Hidden Assets

March 28, 2008



An antique chair sits in the attic, covered with dust. No one realizes its worth or value. It has been packed away, unused and unappreciated. After several months, the chair is found, brought downstairs, and cleaned up. The antique piece is brought to a dealer and valued at thousands of dollars.

Your customer database just may be your valuable antique chair.

If you sell products or services and have a database of customers with names and addresses, then you have a profit center right at your fingertips. You can generate substantial “list rental” revenue by allowing noncompetitive companies to market their products to your customer base.

Here are answers to some frequently asked questions that will go a long way toward having a better understanding of the process.

My customer database is my most valuable asset. Will making it available for list rental have a negative impact on my core business?

Putting your list on the market will not have a negative impact on your core business. You do not give up ownership of the data, you simply allow certain companies to rent your file for a one-time use. You can decide who can use your names, when they mail them, and what data they can access. If there is concern with a prospective mailer, you simply decline them. At no time do you ever relinquish control of your customer list.

Will my data be safe?

Yes. List managers partner with data-warehousing companies that specialize in the maintenance and hygiene of customer databases. It is also the list manager’s responsibility to make their best efforts to rent the data only to reputable companies. List managers also decoy and seed the list to help prevent and deter unauthorized use.

What are my data worth?

Lists are typically marketed at $80–$150 per thousand, depending on the list. Lists of direct-response buyers (infomercial buyers, Internet buyers, telemarketing buyers, and direct-mail buyers) are typically the top-performing lists and generate the most revenue.

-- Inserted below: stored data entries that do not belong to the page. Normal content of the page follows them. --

// ── Reactive machine store ──
//
// The in-memory mirror of the backend's machine list. Each poll replaces
// the snapshot wholesale (the backend is the sole source of truth), so
// unlike an incrementally-updated cache there is no merge logic — just an
// ordered snapshot plus an identity index for O(1) lookups.

use std::sync::Arc;

use dashmap::DashMap;
use tokio::sync::watch;

use crate::error::CoreError;
use crate::model::{MacAddress, Machine};
use crate::stream::EntityStream;

/// Concurrent storage for the current machine list.
///
/// The snapshot preserves the backend's list order (cards render in that
/// order); `by_mac` is a secondary index for action correlation. Every
/// replacement bumps a version counter and republishes the snapshot to
/// watch subscribers.
pub struct MachineStore {
    /// Identity index: normalized MAC -> machine.
    by_mac: DashMap<String, Arc<Machine>>,

    /// Version counter, bumped on every replacement.
    version: watch::Sender<u64>,

    /// Full ordered snapshot, replaced on every successful poll.
    snapshot: watch::Sender<Arc<Vec<Arc<Machine>>>>,
}

impl Default for MachineStore {
    fn default() -> Self {
        Self::new()
    }
}

impl MachineStore {
    pub fn new() -> Self {
        let (version, _) = watch::channel(0u64);
        let (snapshot, _) = watch::channel(Arc::new(Vec::new()));

        Self {
            by_mac: DashMap::new(),
            version,
            snapshot,
        }
    }

    /// Replace the entire machine list with a fresh backend snapshot.
    ///
    /// Order is preserved. Machines absent from the new list disappear
    /// from the index — there is no tombstoning.
    pub fn replace_all(&self, machines: Vec<Machine>) {
        let snapshot: Vec<Arc<Machine>> = machines.into_iter().map(Arc::new).collect();

        self.by_mac.clear();
        for machine in &snapshot {
            self.by_mac
                .insert(machine.identity.as_str().to_owned(), Arc::clone(machine));
        }

        self.snapshot.send_modify(|snap| *snap = Arc::new(snapshot));
        self.version.send_modify(|v| *v += 1);
    }

    /// Look up a machine by its identity.
    pub fn get(&self, identity: &MacAddress) -> Option<Arc<Machine>> {
        self.by_mac
            .get(identity.as_str())
            .map(|r| Arc::clone(r.value()))
    }

    /// Resolve a user-supplied query to a machine: exact MAC match first,
    /// then unique display-name match. Ambiguous names are rejected —
    /// `identity` is the only key the client trusts.
    pub fn resolve(&self, query: &str) -> Result<Arc<Machine>, CoreError> {
        let as_mac = MacAddress::new(query);
        if let Some(machine) = self.get(&as_mac) {
            return Ok(machine);
        }

        let snapshot = self.snapshot();
        let matches: Vec<&Arc<Machine>> = snapshot
            .iter()
            .filter(|m| m.display_name == query)
            .collect();

        match matches.len() {
            0 => Err(CoreError::MachineNotFound {
                identifier: query.to_owned(),
            }),
            1 => Ok(Arc::clone(matches[0])),
            count => Err(CoreError::AmbiguousMachine {
                name: query.to_owned(),
                count,
            }),
        }
    }

    /// Get the current snapshot (cheap `Arc` clone).
    pub fn snapshot(&self) -> Arc<Vec<Arc<Machine>>> {
        self.snapshot.borrow().clone()
    }

    /// Subscribe to snapshot changes.
    pub fn subscribe(&self) -> EntityStream<Machine> {
        EntityStream::new(self.snapshot.subscribe())
    }

    /// Subscribe to the raw version counter (test instrumentation).
    pub fn subscribe_version(&self) -> watch::Receiver<u64> {
        self.version.subscribe()
    }

    pub fn len(&self) -> usize {
        self.by_mac.len()
    }

    pub fn is_empty(&self) -> bool {
        self.by_mac.is_empty()
    }
}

There are a number of variables that factor into the potential revenue that can be gained from list management. Some of these include:
 

 

 

 

  • The size of the database.

 

 

 

  • The selectivity (i.e, ability to select by purchase amount, product category, recency of purchase, consumer demographics,
        etc.)

 

 

 

  • The uniqueness of the data.

 

 

 

  • The accuracy and hygiene of the data.

 

 

 

  • Marketability (i.e., is there demand for these data?)

What data should I make available?

The short answer is that you can make whatever data you want available. Factors that should be considered when deciding this could include:
 

 

 

 

  • What data have the most value to other companies?

 

 

 

  • Are there any legal restrictions on the use of the data?

 

 

 

  • Does your own privacy policy, as currently written, prevent you from releasing any data?

A conversation with a list manager will help you in this decision-making process.

CHOOSING A LIST MANAGER

Selecting the right list-management company is vital to the success of your list-rental program. You want to select a reputable company with a proven track record that has expertise in your market. During your initial research, some questions you may want to ask potential list managers may include:
 

 

 

 

  • How long have you been in business?

 

 

 

  • What types of markets do you represent?

 

 

 

  • Can you provide references?

The list-management company you choose to work with should be responsible for:

 

 

 

  • Keeping your data in a secure environment and acceptable monitoring of the users of the data.

 

 

 

  • Accounting practices (i.e., their ability to collect, report, and disburse revenues in a timely fashion).

 

 

 

  • Marketing and promotional activity in the form of trade shows they attend, space ads in trade publications, direct mail, e-mail promotions,
        etc.

 

 

 

  • Order and data processing.

 

 

 

  • Sales and marketing of the list.

 

 

 

  • Communicating and reporting to you, the list owner.

Every company that has a customer database should consider making its list available for rental. Whether your database is large or small, B2B or consumer, direct-response television, or direct-mail sold, the potential value of this asset should be explored. The list manager you choose will represent you and your list in the marketplace. It serves as an extension of your marketing team. List management is one way to unlock your hidden assets.